The fact, however, once more, concerns us much more than moralisings about the fact; and the fact of the prominence, the extraordinary prominence, of the periodical press in the nineteenth century, is as little open to dispute as the prominence in that century's later mechanical history of discoveries in electricity, or in its earlier of experiments with steam. Occasionally one may hear enthusiasts of one kind or another announcing with joy or horror that the periodical is killing the book. But if it is, it is very impartially engaged in begetting it at the same time that it kills; and it may be very seriously doubted whether this killing of a book is an easy act of murder to commit. With the printing press to produce, the curiosity of man to demand, and his vanity and greed – if not also his genius and ambition – to supply, the book is in all probability pretty safe. In the forms and varieties of this periodical publication we have seen some interesting changes. As might have been expected, the tendency has been for the intervals of publication to be shortened – for the quarterly to give way as the fashionable form to the monthly, the monthly to the weekly, the weekly to the daily. Many years ago Macaulay, in a mild protest against having his articles altered by Macvey Napier, suggested in effect that the bloom might be left on poor things destined to be read only for a month or so. The duration of an article now may be measured rather by hours than by weeks. Still many of these changes are more apparent than real; and just as the institution of the graver monthly reviews twenty years ago simply reintroduced the quarterly article in a scarcely altered form after it had been pushed out of favour by the slighter magazine, so other introductions have been in fact reintroductions.
One point, however, of real importance in literary history remains to be noticed, and that is the conflict between signed and anonymous writing. Partly from the causes above enumerated as having conduced to the keeping of journalism in a condition of discredit and danger, partly owing to national idiosyncrasies, the habit of anonymous writing was almost universal in the English press at the beginning of the century. It may have been perfectly well known that such and such an article in the Quarterly was by Southey or Croker, such another in the Edinburgh by Sydney Smith or Macaulay, but the knowledge was, so to speak, unofficial. The question of the identity of "Zeta" in Blackwood cost a man's life; and the system resulted (in daily papers especially) in so much editorial inter-mixture and refashioning, that sometimes it would really have been impossible to assign a single and authentic paternity. Even about the editorship of the great periodicals a sort of coquetry of veiling was preserved, and editors' names, though in most cases perfectly well known, seldom or never appeared.

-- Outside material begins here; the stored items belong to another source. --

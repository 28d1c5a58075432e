//! CLI 모듈
//!
//! cafe-rag CLI 명령어 정의 및 구현

use anyhow::{Context, Result};
use clap::{Parser, Subcommand};
use tokio::net::TcpListener;

use crate::config::{Settings, VectorBackend};
use crate::pipeline::{fetch_documents, initialize, open_store, IndexStats};
use crate::server::{self, RagState};

// ============================================================================
// CLI Definition
// ============================================================================

#[derive(Parser)]
#[command(name = "cafe-rag")]
#[command(version, about = "커피 쇼핑몰 상품/리뷰 RAG 어시스턴트", long_about = None)]
pub struct Cli {
    #[command(subcommand)]
    pub command: Commands,
}

#[derive(Subcommand)]
pub enum Commands {
    /// 인덱스를 빌드하고 HTTP API 서버 실행
    Serve {
        /// 리스닝 포트 (기본: PORT 환경변수 또는 8081)
        #[arg(short, long)]
        port: Option<u16>,
    },

    /// 인덱스를 빌드하고 질문 하나에 답변
    Ask {
        /// 질문
        question: String,

        /// 검색 문서 수 (기본: RETRIEVER_K)
        #[arg(short, long)]
        k: Option<usize>,

        /// 근거 문서 출력 안 함
        #[arg(long)]
        no_sources: bool,
    },

    /// 백엔드에서 문서를 빌드하여 미리보기 (API 키 불필요)
    Preview {
        /// 출력할 문서 수
        #[arg(short, long, default_value = "5")]
        limit: usize,
    },

    /// 설정 및 인덱스 상태 확인
    Status,
}

// ============================================================================
// CLI Runner
// ============================================================================

/// CLI 명령어 실행
pub async fn run(cli: Cli) -> Result<()> {
    let settings = Settings::from_env().context("설정 로드 실패")?;

    match cli.command {
        Commands::Serve { port } => cmd_serve(settings, port).await,
        Commands::Ask {
            question,
            k,
            no_sources,
        } => cmd_ask(settings, &question, k, no_sources).await,
        Commands::Preview { limit } => cmd_preview(&settings, limit).await,
        Commands::Status => cmd_status(&settings).await,
    }
}

// ============================================================================
// Command Implementations
// ============================================================================

/// 서버 명령어 (serve)
///
/// 초기화를 끝까지 수행한 뒤에만 리스너를 바인딩합니다.
async fn cmd_serve(mut settings: Settings, port: Option<u16>) -> Result<()> {
    if let Some(port) = port {
        settings.port = port;
    }

    println!("[*] RAG 초기화 중... (백엔드: {})", settings.backend_url);
    let system = initialize(&settings, false).await?;
    print_stats(&system.stats);

    let bind_addr = format!("0.0.0.0:{}", settings.port);
    let listener = TcpListener::bind(&bind_addr)
        .await
        .with_context(|| format!("Failed to bind to {}", bind_addr))?;

    println!("[OK] API 서버 시작: http://{}", listener.local_addr()?);
    server::serve(listener, RagState::ready(system.chain)).await
}

/// 질문 명령어 (ask)
async fn cmd_ask(
    mut settings: Settings,
    question: &str,
    k: Option<usize>,
    no_sources: bool,
) -> Result<()> {
    if let Some(k) = k {
        anyhow::ensure!(k > 0, "--k는 1 이상이어야 합니다");
        settings.retriever_k = k;
    }

    println!("[*] RAG 초기화 중...");
    let system = initialize(&settings, !no_sources).await?;
    print_stats(&system.stats);

    println!("[*] 질문: \"{}\"", question);
    let output = system.chain.invoke(question).await.context("답변 생성 실패")?;

    println!("\n[OK] 답변:\n");
    println!("{}", output.result);

    if let Some(sources) = output.source_documents {
        if sources.is_empty() {
            println!("\n[!] 사용된 문서가 없습니다.");
        } else {
            println!("\n근거 문서 ({} 건):\n", sources.len());
            for (i, doc) in sources.iter().enumerate() {
                let kind = doc.kind().map(|k| k.as_str()).unwrap_or("-");
                println!("{}. [{}] {}", i + 1, kind, truncate_text(&doc.text, 200));
            }
        }
    }

    Ok(())
}

/// 미리보기 명령어 (preview)
async fn cmd_preview(settings: &Settings, limit: usize) -> Result<()> {
    println!("[*] 백엔드 조회 중: {}", settings.backend_url);
    let built = fetch_documents(settings).await?;

    println!(
        "[OK] 문서 {} 건 (상품 {} + 리뷰 {})\n",
        built.documents.len(),
        built.product_count,
        built.review_count
    );

    for (i, doc) in built.documents.iter().take(limit).enumerate() {
        let kind = doc.kind().map(|k| k.as_str()).unwrap_or("-");
        println!("--- #{} [{}] ---", i + 1, kind);
        println!("{}", doc.text);
        println!(
            "metadata: {}",
            serde_json::to_string(&doc.metadata).unwrap_or_default()
        );
        println!();
    }

    if built.documents.len() > limit {
        println!("... 외 {} 건", built.documents.len() - limit);
    }

    Ok(())
}

/// 상태 명령어 (status)
///
/// 설정과 저장된 인덱스 상태를 확인합니다.
async fn cmd_status(settings: &Settings) -> Result<()> {
    println!("cafe-rag v{}", env!("CARGO_PKG_VERSION"));
    println!();

    println!("[*] 백엔드: {}", settings.backend_url);
    println!(
        "[*] 모델: {} (임베딩 {}차원), {}",
        settings.embedding_model, settings.embedding_dimension, settings.llm_model
    );
    println!(
        "[*] 검색: top-{} / self-query {}",
        settings.retriever_k,
        if settings.self_query { "on" } else { "off" }
    );

    if settings.api_key.is_some() {
        println!("[OK] API 키 설정됨");
    } else {
        println!("[!] API 키 없음 (GOOGLE_API_KEY) - serve/ask 사용 불가");
    }

    match settings.vector_backend {
        VectorBackend::Memory => {
            println!("[*] 벡터 저장소: memory (프로세스 내, 실행할 때마다 재빌드)");
        }
        VectorBackend::Lance => {
            println!("[*] 벡터 저장소: LanceDB {}", settings.lance_path.display());
        }
        VectorBackend::PgVector => {
            println!(
                "[*] 벡터 저장소: pgvector {}",
                settings.postgres.display_target()
            );
        }
    }

    if settings.vector_backend != VectorBackend::Memory {
        match open_store(settings).await {
            Ok(store) => match store.count().await {
                Ok(count) => println!(
                    "[OK] 컬렉션 '{}': {} 벡터",
                    settings.collection_name, count
                ),
                Err(e) => println!("[!] 벡터 수 조회 실패: {}", e),
            },
            Err(e) => println!("[!] {}", e),
        }
    }

    Ok(())
}

// ============================================================================
// Helper Functions
// ============================================================================

fn print_stats(stats: &IndexStats) {
    println!(
        "[OK] 상품 {} + 리뷰 {} -> {} 벡터 인덱싱 완료 ({}, {})",
        stats.products,
        stats.reviews,
        stats.indexed,
        stats.backend,
        stats.built_at.format("%Y-%m-%d %H:%M:%S")
    );
}

/// 텍스트 자르기 (UTF-8 안전)
fn truncate_text(text: &str, max_chars: usize) -> String {
    let cleaned = text.replace('\n', " ").replace('\r', "");
    let cleaned = cleaned.trim();

    if cleaned.chars().count() <= max_chars {
        cleaned.to_string()
    } else {
        let truncated: String = cleaned.chars().take(max_chars).collect();
        format!("{}...", truncated)
    }
}

// ============================================================================
// Tests
// ============================================================================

It is difficult to say exactly when or how this system began to be infringed. But there is no doubt that the prominence given in Household Words to the name and personality of Dickens, who was not unfriendly to self-advertisement, had a good deal to do with it; and when, a little later, the cheap shilling magazines appeared, writing with names became the rule, without them the exception. Criticism, however, for obvious reasons still held back; and it was not till about five and twenty years ago that the example, taken more or less directly from the French, of signed reviews was set by the Academy among weekly papers, and the Fortnightly among monthly reviews. It has been very largely followed even in daily newspapers, and the Saturday Review was probably the last newspaper of mark that maintained an absolutely rigid system of anonymity. It should, however, be observed that the change, while not even yet complete – leading articles being still very rarely signed – has by no means united all suffrages, and has even lost some that it had. Mr. John Morley, for instance, who had espoused it warmly as editor of the Fortnightly, and had, perhaps, done more than any other man to spread it, has avowed in a very interesting paper grave doubts about the result. Still it undoubtedly has increased, and is increasing, and in such cases it is much easier to express an opinion that things ought to be diminished, than either to expect that they will, or to devise any means whereby the diminution is to be effected. As for what is desirable as distinguished from what is likely, the weight of opinion may be thought to be in favour of the absence of signature. Anonymous criticism, if abused, may no doubt be abused to a graver extent than is possible with signed criticism. But such a hackneyed maxim as corruptio optimi shows that this is of itself no argument. On the other hand, signed criticism diminishes both the responsibility and the authority of the editor; it adds either an unhealthy gag or an unhealthy stimulus to the tongue and pen of the contributor; it lessens the general weight of the verdict; and it provokes the worst fault of criticism, the aim at showing off the critic's cleverness rather than at exhibiting the real value and character of the thing criticised. And perhaps some may think the most serious objection of all to be that it encourages the employment of critics, and the reception of what they say, rather for their names than for their competence.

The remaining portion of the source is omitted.